Welche Auswirkungen dies organisatorisch und fachlich hätte, ist durch die formal schwammige und lückenhafte Ausformulierung des Gesetzestextes nicht vorhersehbar. Es ist zu befürchten, dass jahrelange in der Praxis erprobte und evaluierte Strukturen zerstört werden, um sie durch Neues zu ersetzten, das noch nicht konzipiert oder konkretisiert ist. Der pädagogische Dienst ist nur zuständig für SchülerInnen mit sonderpädagogischem Förderbedarf. Ein Teil, der von PsychagogInnen betreuten SchülerInnen hat jedoch keinen sonderpädagogischen Förderbedarf. Was würde dies für die Betreuung dieser SchülerInnen, denen häufig erst die psychagogische Betreuung einen Schulbesuch möglich macht, bedeuten?

Der Wegfall des § 27a Schulorganisationgesetz lässt eine Zerstörung von jahrelang erarbeiteten Konzepten, eine qualitative Verschlechterung der inklusiven Arbeit und somit eine Verschlechterung der Möglichkeiten der Beschulung von SchülerInnen mit sozialen und emotionalen Schwierigkeiten in der inklusiven Wiener Schule befürchten.

 

Der Wegfall der Obergrenzen für Klassenschülerhöchstzahlen und der Wegfall der Doppelt- bzw. Dreifachzählung von SchülerInnen mit sonderpädagogischem Förderbedarf gibt allein dem Schulleiter das Recht Klassenschülerzahlen festzusetzen. Das damit in die Hand des/der SchulleiterInnen gelegte Ermessen ist jedoch in keiner Weise konkretisiert, sodass die geplante Regelung damit auch dem verfassungsrechtlichen Bestimmtheitsgebot wohl nicht entspricht.

 

Die Neuregelung des Verfahrens zur Festellung des sonderpädagogischen Förderbedarfes ist im Gesetzestext so unzureichend formuliert, dass nur Spekulationen möglich sind. Auch in diesem Zusammenhang ist eine Verletzung des verfassungsrechtlichen Bestimmtheitsgebots anzunehmen.

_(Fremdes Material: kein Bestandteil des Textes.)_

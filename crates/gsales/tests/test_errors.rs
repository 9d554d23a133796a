//! Error taxonomy tests against a mockall transport

mod common;

use std::error::Error as _;
use std::sync::Arc;

use assert_matches::assert_matches;
use async_trait::async_trait;
use gsales::{Client, ClientConfig, CollectionQuery, Error};
use gsales_transport::{RemoteCall, Transport, TransportError};
use mockall::{mock, predicate::eq};
use serde_json::{Value, json};

mock! {
    pub Remote {}

    #[async_trait]
    impl Transport for Remote {
        async fn call(&self, request: RemoteCall) -> gsales_transport::Result<Value>;
    }
}

fn client(remote: MockRemote) -> Client {
    common::init_tracing();
    Client::new(Arc::new(remote))
}

#[tokio::test]
async fn test_not_found_is_distinguished() {
    let mut remote = MockRemote::new();
    remote
        .expect_call()
        .withf(|call| call.procedure == "getNewsletter")
        .times(1)
        .returning(|_| Err(TransportError::NotFound("newsletter 3 not found".into())));

    let error = client(remote).newsletters().get(3).await.unwrap_err();

    assert!(error.is_not_found());
    assert_eq!(error.procedure(), Some("getNewsletter"));
}

#[tokio::test]
async fn test_remote_error_carries_transport_error() {
    let mut remote = MockRemote::new();
    remote
        .expect_call()
        .times(1)
        .returning(|_| Err(TransportError::Timeout));

    let error = client(remote).articles().all(CollectionQuery::new()).await.unwrap_err();

    assert_matches!(&error, Error::Remote { source: TransportError::Timeout, .. });
    assert_eq!(error.source().unwrap().to_string(), TransportError::Timeout.to_string());
}

#[tokio::test]
async fn test_opaque_transport_cause_is_kept() {
    let mut remote = MockRemote::new();
    remote
        .expect_call()
        .returning(|_| Err(anyhow::anyhow!("tls handshake failed").into()));

    let error = client(remote).customers().count(&[]).await.unwrap_err();

    assert!(!error.is_not_found());
    assert!(error.to_string().contains("tls handshake failed"));
}

#[tokio::test]
async fn test_decode_error_names_procedure() {
    let mut remote = MockRemote::new();
    remote
        .expect_call()
        .returning(|_| Ok(json!({"id": "not-a-number"})));

    let error = client(remote).articles().get(1).await.unwrap_err();

    assert_matches!(error, Error::Decode { procedure, .. } if procedure == "getArticle");
}

#[tokio::test]
async fn test_exact_request_is_sent() {
    let expected = RemoteCall::new("addNewsletterRecipientByCustomerId")
        .with_param("newsletterid", 7)
        .with_param("customerid", 99);

    let mut remote = MockRemote::new();
    remote
        .expect_call()
        .with(eq(expected))
        .times(1)
        .returning(|_| Ok(json!(1)));

    let result = client(remote)
        .newsletters()
        .add_customer_as_recipient(7, 99)
        .await
        .unwrap();
    assert_eq!(result, 1);
}

#[tokio::test]
async fn test_invalid_reference_never_reaches_transport() {
    let mut remote = MockRemote::new();
    remote.expect_call().never();

    let result = client(remote).newsletters().spool(true_reference()).await;
    assert_matches!(result, Err(Error::InvalidReferenceKind(kind)) if kind == "boolean");
}

fn true_reference() -> Value {
    Value::Bool(true)
}

#[test]
fn test_config_from_env_feeds_builder() {
    temp_env::with_var("GSALES_TRACE_CALLS", Some("on"), || {
        let config = ClientConfig::from_env().unwrap();
        assert!(config.trace_calls);

        let client = Client::builder()
            .transport(Arc::new(MockRemote::new()))
            .config(config)
            .build();
        assert!(client.is_ok());
    });
}
//! Transport trait and call description
//!
//! Defines the single operation every transport must provide: dispatch a
//! named remote procedure with a mapping of named parameters.

use crate::error::Result;
use async_trait::async_trait;
use serde::Serialize;
use serde_json::Value;

/// Named parameters of a remote call, in insertion-independent key order.
pub type Params = serde_json::Map<String, Value>;

/// A remote procedure call to be dispatched via a [`Transport`].
#[derive(Debug, Clone, PartialEq, Serialize)]
pub struct RemoteCall {
    /// Remote procedure name (e.g. `getArticle`)
    pub procedure: String,

    /// Named parameters; absent optionals are simply not present
    pub params: Params,
}

impl RemoteCall {
    /// Create a call without parameters
    pub fn new(procedure: impl Into<String>) -> Self {
        Self {
            procedure: procedure.into(),
            params: Params::new(),
        }
    }

    /// Create a call with an already assembled parameter mapping
    pub fn with_params(procedure: impl Into<String>, params: Params) -> Self {
        Self {
            procedure: procedure.into(),
            params,
        }
    }

    /// Add a named parameter
    pub fn with_param(mut self, key: impl Into<String>, value: impl Into<Value>) -> Self {
        self.params.insert(key.into(), value.into());
        self
    }

    /// Get a parameter by name
    pub fn param(&self, key: &str) -> Option<&Value> {
        self.params.get(key)
    }

    /// Parameter names, sorted
    pub fn param_names(&self) -> Vec<&str> {
        let mut names: Vec<&str> = self.params.keys().map(String::as_str).collect();
        names.sort_unstable();
        names
    }
}

/// Boundary to the remote sales-management service.
///
/// Implementations own the wire format, authentication, retries and the
/// mapping of service failures onto [`TransportError`]. A missing entity must
/// be reported as [`TransportError::NotFound`] so callers can tell it apart
/// from other failures.
#[async_trait]
pub trait Transport: Send + Sync {
    /// Dispatch a remote call and return its decoded result
    async fn call(&self, request: RemoteCall) -> Result<Value>;

    /// Short name of the transport, used in log output
    fn name(&self) -> &str {
        "custom"
    }
}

So fällt etwa weg, auf wessen Antrag die Feststellung stattzufinden hat. Die Einbindung der Eltern in diesen Prozess ist nicht mehr vorhanden. Sonderpädagogische Gutachten, ärztliche Gutachten, psychologische Gutachten können nur mehr von dem/der BildungsdirektorIn in Auftrag gegeben werden. Auf welcher Grundlage somit ein sonderpädagogischer Förderbedarf befürwortet, oder abgelehnt wird, ist keinen objektiven Richtlinien unterworfen, sondern unterliegt rein dem subjektiven Ermessen der/des BildungsdirektorIn. Somit scheint es möglich, sonderpädagogischen Förderbedarf festzustellen oder nicht festzustellen ohne Gutachten von fachlich kompetenten Personen, die mit dem/der SchülerIn arbeiten eingeholt zu haben oder die Eltern involviert zu haben.

Von einer Objektivierung oder gar einer Verbesserung kann damit auf Grundlage des vorliegenden Entwurfs somit nicht ausgegangen werden.